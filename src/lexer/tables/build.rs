// src/lexer/tables/build.rs
// Packs hand-declared automata into the comb layout the stepper reads.
// No pattern compilation happens here: callers name states and edges directly.

use hashbrown::HashMap;

use super::{EOI, NONE, RuleId, StateId, TransitionTableSet};
use crate::lexer::error::TableError;

#[derive(Clone, Default)]
struct StateSpec {
    edges: HashMap<u32, StateId>, // symbol -> target
    default: Option<StateId>,
    accept: Option<RuleId>,
}

/// Incremental description of an automaton, packed by [`TableBuilder::build`].
#[derive(Clone, Default)]
pub struct TableBuilder {
    states: Vec<StateSpec>,
}

impl TableBuilder {
    pub fn new() -> Self {
        Self::default()
    }

    /// Builder with `n` fresh states numbered `0..n`.
    pub fn with_states(n: usize) -> Self {
        Self {
            states: vec![StateSpec::default(); n],
        }
    }

    pub fn add_state(&mut self) -> StateId {
        self.states.push(StateSpec::default());
        (self.states.len() - 1) as StateId
    }

    pub fn n_states(&self) -> usize {
        self.states.len()
    }

    /// Explicit edge on one symbol (a byte, or [`EOI`]). Later edges overwrite earlier ones.
    pub fn edge(&mut self, from: StateId, symbol: u32, to: StateId) -> &mut Self {
        self.spec(from).edges.insert(symbol, to);
        self
    }

    pub fn edges(&mut self, from: StateId, bytes: &[u8], to: StateId) -> &mut Self {
        for &b in bytes {
            self.edge(from, b as u32, to);
        }
        self
    }

    pub fn edge_range(&mut self, from: StateId, lo: u8, hi: u8, to: StateId) -> &mut Self {
        for b in lo..=hi {
            self.edge(from, b as u32, to);
        }
        self
    }

    /// Edges on every byte except `except` (never on [`EOI`]).
    pub fn edges_except(&mut self, from: StateId, except: &[u8], to: StateId) -> &mut Self {
        for b in 0u8..=255 {
            if !except.contains(&b) {
                self.edge(from, b as u32, to);
            }
        }
        self
    }

    pub fn eoi_edge(&mut self, from: StateId, to: StateId) -> &mut Self {
        self.edge(from, EOI, to)
    }

    /// Fallback state tried (without consuming) when `from` has no edge.
    pub fn fallback(&mut self, from: StateId, to: StateId) -> &mut Self {
        self.spec(from).default = Some(to);
        self
    }

    pub fn accept(&mut self, state: StateId, rule: RuleId) -> &mut Self {
        self.spec(state).accept = Some(rule);
        self
    }

    fn spec(&mut self, state: StateId) -> &mut StateSpec {
        let idx = state as usize;
        if idx >= self.states.len() {
            self.states.resize_with(idx + 1, StateSpec::default);
        }
        &mut self.states[idx]
    }

    /// First-fit packing: densest rows are placed first, each at the lowest
    /// base whose slots are all free.
    pub fn build(&self) -> Result<TransitionTableSet, TableError> {
        let n = self.states.len();
        let mut rows: Vec<(StateId, Vec<(u32, StateId)>)> = Vec::with_capacity(n);
        for (s, spec) in self.states.iter().enumerate() {
            let mut row: Vec<(u32, StateId)> = spec.edges.iter().map(|(&c, &t)| (c, t)).collect();
            row.sort_unstable();
            if let Some(&(symbol, _)) = row.iter().find(|&&(c, _)| c > EOI) {
                return Err(TableError::SymbolOutOfRange {
                    state: s as u32,
                    symbol,
                });
            }
            rows.push((s as StateId, row));
        }
        rows.sort_by(|a, b| b.1.len().cmp(&a.1.len()).then(a.0.cmp(&b.0)));

        let mut base = vec![NONE; n];
        let mut check: Vec<u32> = Vec::new();
        let mut transition: Vec<u32> = Vec::new();

        for (state, row) in &rows {
            let Some(&(first, _)) = row.first() else {
                continue;
            };
            let mut b = 0usize;
            while !row.iter().all(|&(c, _)| slot_free(&check, b + c as usize)) {
                b += 1;
            }
            let span_end = b + row.last().map_or(first, |&(c, _)| c) as usize + 1;
            if check.len() < span_end {
                check.resize(span_end, NONE);
                transition.resize(span_end, NONE);
            }
            for &(c, target) in row {
                check[b + c as usize] = *state;
                transition[b + c as usize] = target;
            }
            base[*state as usize] = b as u32;
        }

        let default = self
            .states
            .iter()
            .map(|s| s.default.unwrap_or(NONE))
            .collect();
        let backtrack = self
            .states
            .iter()
            .map(|s| s.accept.unwrap_or(NONE))
            .collect();

        let tables = TransitionTableSet::new(base, default, check, transition, backtrack)?;
        log::debug!(
            "packed {} states into {} slots (dense would be {})",
            n,
            tables.n_slots(),
            n * super::N_SYMBOLS
        );
        Ok(tables)
    }
}

#[inline]
fn slot_free(check: &[u32], idx: usize) -> bool {
    check.get(idx).is_none_or(|&owner| owner == NONE)
}
// src/lexer/mod.rs
pub mod buffer;
pub mod config;
pub mod engine;
pub mod error;
pub mod scanner;
pub mod tables;

pub use buffer::{ChunkSource, Exhausted, FnSource, ReaderSource, Refill, ScanBuffer, Span};
pub use config::{Recovery, ScannerConfig};
pub use engine::{Outcome, step};
pub use error::{ScanError, TableError};
pub use scanner::{Scanner, Token};
pub use tables::{EOI, NONE, N_SYMBOLS, RuleId, StateId, TransitionTableSet};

_TASK TO COMPLETE:_
Looking at the material above, please state how many lines include the string "lexer", and give only that number.

_WRITTEN RESPONSE:_
4